Would you please state how many lines in the entries contain the word "farthest"? Only the number should be given.

[Stored data entries]
□ □ □ □ □ □ □

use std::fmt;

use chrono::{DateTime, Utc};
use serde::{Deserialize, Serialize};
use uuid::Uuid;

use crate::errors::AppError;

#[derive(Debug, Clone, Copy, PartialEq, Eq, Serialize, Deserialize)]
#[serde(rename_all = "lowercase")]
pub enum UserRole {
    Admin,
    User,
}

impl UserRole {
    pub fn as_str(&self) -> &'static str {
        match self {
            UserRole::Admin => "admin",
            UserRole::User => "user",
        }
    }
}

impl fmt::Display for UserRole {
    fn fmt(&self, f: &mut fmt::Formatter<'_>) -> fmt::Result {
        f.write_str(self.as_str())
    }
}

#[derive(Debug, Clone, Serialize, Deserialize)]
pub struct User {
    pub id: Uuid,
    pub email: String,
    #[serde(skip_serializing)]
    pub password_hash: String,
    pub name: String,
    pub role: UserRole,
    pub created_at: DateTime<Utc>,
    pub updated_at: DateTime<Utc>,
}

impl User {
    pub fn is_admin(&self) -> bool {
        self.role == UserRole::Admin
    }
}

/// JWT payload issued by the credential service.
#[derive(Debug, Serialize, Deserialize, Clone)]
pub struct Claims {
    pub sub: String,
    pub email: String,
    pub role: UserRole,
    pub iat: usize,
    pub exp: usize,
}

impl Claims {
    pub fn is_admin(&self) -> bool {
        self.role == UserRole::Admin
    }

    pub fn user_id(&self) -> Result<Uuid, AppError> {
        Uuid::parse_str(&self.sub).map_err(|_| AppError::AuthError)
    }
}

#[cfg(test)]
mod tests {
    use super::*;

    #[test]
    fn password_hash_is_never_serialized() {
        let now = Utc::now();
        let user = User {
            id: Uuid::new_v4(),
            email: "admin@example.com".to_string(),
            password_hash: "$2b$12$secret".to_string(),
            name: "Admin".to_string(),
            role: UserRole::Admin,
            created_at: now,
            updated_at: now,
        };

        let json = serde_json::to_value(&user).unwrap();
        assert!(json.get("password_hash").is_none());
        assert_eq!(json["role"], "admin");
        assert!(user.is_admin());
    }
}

□ □ □ □ □ □ □

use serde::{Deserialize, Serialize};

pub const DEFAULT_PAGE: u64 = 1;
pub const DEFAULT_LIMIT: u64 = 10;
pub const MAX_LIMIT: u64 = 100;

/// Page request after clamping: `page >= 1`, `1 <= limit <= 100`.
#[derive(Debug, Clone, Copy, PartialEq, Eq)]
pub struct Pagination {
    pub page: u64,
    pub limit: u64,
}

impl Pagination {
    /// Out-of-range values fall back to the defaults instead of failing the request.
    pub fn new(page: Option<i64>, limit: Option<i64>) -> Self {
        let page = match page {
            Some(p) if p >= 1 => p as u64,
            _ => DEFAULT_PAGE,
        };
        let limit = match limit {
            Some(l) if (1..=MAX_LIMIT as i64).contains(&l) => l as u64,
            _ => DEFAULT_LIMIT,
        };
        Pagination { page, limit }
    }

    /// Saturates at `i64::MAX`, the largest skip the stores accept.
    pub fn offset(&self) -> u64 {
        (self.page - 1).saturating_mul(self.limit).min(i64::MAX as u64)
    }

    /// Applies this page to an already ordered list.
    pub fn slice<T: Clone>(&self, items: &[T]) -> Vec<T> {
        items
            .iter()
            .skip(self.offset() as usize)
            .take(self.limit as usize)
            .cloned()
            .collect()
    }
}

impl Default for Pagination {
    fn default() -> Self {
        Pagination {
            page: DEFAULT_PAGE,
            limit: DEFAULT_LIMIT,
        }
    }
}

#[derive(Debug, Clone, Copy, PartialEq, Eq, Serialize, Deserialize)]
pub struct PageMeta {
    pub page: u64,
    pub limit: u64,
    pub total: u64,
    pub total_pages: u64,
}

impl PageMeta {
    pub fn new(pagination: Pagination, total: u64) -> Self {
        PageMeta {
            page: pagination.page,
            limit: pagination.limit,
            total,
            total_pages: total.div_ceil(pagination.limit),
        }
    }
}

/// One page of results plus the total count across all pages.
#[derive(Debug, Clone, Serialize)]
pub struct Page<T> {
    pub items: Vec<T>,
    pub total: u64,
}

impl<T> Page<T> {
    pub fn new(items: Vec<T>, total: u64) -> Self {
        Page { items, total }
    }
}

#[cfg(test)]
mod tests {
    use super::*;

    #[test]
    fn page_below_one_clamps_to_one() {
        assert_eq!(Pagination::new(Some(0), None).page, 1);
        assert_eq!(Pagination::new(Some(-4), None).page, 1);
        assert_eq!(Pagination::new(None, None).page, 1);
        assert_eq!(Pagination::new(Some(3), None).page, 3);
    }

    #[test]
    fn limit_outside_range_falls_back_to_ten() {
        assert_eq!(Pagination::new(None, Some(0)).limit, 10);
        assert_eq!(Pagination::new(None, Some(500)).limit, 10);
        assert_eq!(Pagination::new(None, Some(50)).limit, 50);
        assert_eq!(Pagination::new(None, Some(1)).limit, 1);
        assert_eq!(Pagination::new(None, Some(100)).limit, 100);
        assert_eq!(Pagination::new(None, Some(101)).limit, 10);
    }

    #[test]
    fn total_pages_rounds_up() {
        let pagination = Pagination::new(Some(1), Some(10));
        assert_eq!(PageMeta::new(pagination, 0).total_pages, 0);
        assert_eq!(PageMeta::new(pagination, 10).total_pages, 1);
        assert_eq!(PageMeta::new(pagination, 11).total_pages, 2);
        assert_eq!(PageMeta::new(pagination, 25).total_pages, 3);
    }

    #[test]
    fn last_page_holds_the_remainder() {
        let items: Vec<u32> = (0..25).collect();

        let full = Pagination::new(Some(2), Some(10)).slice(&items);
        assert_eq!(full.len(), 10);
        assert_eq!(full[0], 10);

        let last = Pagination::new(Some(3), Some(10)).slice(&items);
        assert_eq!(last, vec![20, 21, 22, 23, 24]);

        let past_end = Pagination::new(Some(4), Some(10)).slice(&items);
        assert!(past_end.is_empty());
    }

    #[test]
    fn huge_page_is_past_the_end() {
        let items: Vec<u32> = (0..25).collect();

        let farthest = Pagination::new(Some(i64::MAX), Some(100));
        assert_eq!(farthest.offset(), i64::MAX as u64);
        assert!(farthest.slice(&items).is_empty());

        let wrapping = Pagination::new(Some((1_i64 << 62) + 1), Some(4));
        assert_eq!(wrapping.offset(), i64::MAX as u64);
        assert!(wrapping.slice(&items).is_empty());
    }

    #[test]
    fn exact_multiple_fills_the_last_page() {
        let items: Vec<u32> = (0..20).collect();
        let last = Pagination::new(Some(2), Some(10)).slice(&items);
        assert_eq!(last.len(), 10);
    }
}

□ □ □ □ □ □ □

• **Task answer**: 3